* _TASK INSTRUCTIONS_
Can you print every record below exactly as written?

** DATASET CONTENT follows **

pub mod backup;
pub mod config;
pub mod export;
pub mod init;
pub mod ledger;
pub mod log;
pub mod members;
pub mod report;
pub mod start;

** End of DATASET CONTENT **

* _WRITTEN RESPONSE_
pub mod backup;
pub mod config;
pub mod export;
pub mod init;
pub mod ledger;
pub mod log;
pub mod members;
pub mod report;
pub mod start;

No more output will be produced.